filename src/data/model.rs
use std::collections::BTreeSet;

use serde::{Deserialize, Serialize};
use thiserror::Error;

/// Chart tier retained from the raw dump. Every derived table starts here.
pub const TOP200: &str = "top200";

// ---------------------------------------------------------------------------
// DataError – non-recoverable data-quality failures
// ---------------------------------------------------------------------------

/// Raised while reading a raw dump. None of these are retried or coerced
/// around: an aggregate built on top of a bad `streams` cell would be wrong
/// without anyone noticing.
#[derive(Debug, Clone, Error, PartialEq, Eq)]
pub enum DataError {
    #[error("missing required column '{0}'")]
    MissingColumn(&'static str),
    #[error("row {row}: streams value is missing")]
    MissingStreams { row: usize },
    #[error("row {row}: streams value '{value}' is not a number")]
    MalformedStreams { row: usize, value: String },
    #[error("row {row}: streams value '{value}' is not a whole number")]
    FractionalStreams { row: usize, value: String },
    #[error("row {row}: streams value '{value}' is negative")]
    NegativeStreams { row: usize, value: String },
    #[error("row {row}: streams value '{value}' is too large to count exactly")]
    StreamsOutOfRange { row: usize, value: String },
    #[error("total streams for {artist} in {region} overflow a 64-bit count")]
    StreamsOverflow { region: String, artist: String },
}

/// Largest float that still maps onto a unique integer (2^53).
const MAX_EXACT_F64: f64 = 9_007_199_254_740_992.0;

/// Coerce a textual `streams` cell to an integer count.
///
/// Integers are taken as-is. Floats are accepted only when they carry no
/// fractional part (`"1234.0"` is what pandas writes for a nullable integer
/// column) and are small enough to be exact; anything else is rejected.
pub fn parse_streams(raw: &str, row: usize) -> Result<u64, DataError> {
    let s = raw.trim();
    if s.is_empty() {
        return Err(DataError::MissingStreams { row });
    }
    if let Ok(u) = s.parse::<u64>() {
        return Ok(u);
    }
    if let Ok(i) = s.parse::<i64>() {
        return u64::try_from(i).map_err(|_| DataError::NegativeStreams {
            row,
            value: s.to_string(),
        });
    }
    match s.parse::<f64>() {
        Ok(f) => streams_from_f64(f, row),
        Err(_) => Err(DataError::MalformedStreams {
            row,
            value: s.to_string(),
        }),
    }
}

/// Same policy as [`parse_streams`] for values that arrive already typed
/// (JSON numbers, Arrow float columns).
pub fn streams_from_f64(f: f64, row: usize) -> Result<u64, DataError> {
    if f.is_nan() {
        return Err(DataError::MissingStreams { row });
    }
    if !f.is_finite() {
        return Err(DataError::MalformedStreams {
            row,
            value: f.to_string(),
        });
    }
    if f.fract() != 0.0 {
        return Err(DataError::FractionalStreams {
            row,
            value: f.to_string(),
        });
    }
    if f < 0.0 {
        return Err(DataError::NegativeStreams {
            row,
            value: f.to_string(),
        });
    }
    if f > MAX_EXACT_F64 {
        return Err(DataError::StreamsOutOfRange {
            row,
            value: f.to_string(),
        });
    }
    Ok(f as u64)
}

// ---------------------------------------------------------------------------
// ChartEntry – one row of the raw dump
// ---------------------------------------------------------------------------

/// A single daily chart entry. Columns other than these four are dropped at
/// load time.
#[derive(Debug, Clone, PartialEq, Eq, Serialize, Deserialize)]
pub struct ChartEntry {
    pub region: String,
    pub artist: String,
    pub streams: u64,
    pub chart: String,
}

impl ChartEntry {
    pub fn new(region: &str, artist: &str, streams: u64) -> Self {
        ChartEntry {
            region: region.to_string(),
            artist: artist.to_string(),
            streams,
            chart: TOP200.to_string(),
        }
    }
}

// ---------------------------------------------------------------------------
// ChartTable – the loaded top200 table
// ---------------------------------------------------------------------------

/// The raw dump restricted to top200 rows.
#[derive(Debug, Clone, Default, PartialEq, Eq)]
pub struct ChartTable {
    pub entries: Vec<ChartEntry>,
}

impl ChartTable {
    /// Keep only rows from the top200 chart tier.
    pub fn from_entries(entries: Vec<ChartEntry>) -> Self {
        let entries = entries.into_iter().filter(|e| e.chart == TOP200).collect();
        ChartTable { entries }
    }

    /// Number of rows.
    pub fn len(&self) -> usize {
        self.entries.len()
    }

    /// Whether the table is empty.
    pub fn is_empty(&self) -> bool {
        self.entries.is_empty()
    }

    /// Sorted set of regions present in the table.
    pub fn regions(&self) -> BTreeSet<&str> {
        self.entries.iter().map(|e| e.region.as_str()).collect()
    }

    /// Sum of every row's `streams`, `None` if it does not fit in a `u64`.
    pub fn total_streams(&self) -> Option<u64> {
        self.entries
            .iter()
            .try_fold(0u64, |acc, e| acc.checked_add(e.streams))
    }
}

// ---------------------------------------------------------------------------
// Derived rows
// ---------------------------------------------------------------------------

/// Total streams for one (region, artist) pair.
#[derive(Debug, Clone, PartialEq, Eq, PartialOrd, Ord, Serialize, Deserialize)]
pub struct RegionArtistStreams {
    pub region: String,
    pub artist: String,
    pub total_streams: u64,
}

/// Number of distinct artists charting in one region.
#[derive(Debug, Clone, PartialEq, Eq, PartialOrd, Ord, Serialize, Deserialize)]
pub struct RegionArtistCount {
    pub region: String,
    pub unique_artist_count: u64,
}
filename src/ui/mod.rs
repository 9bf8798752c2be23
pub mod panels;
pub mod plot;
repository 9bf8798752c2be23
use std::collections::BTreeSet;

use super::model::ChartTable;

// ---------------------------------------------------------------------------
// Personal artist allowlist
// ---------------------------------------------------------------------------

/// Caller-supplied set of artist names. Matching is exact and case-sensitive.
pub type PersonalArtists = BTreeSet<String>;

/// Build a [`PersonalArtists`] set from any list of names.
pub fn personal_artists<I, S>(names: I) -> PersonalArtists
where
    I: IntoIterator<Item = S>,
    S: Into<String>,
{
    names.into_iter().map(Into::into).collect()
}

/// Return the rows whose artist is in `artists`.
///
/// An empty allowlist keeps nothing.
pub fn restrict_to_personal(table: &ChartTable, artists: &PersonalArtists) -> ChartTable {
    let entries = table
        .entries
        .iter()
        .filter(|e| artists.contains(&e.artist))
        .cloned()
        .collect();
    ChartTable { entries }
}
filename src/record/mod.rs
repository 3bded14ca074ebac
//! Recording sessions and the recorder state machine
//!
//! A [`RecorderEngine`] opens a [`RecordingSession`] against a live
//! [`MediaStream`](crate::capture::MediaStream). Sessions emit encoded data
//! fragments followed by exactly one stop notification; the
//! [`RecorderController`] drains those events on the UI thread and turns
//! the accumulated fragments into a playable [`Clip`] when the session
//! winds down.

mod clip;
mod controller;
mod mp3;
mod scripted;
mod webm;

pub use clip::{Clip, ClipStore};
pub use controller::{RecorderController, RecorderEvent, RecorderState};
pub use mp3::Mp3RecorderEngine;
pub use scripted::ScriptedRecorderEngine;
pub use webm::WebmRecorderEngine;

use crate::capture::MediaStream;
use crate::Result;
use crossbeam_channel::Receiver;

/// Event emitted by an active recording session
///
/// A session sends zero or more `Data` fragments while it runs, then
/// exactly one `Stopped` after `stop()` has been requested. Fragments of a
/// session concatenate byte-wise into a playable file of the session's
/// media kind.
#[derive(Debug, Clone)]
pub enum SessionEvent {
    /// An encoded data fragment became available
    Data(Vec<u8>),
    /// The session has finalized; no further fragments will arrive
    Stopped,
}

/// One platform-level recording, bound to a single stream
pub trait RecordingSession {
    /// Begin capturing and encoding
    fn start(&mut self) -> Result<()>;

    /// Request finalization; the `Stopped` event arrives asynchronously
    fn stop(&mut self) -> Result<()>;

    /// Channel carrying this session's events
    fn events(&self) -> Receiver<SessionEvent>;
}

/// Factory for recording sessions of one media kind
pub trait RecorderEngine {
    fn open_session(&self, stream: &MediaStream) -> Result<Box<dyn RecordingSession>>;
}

---------------

Exercise => Work out how many lines in the data contain "FractionalStreams" and state that number with nothing added.

The answer => 2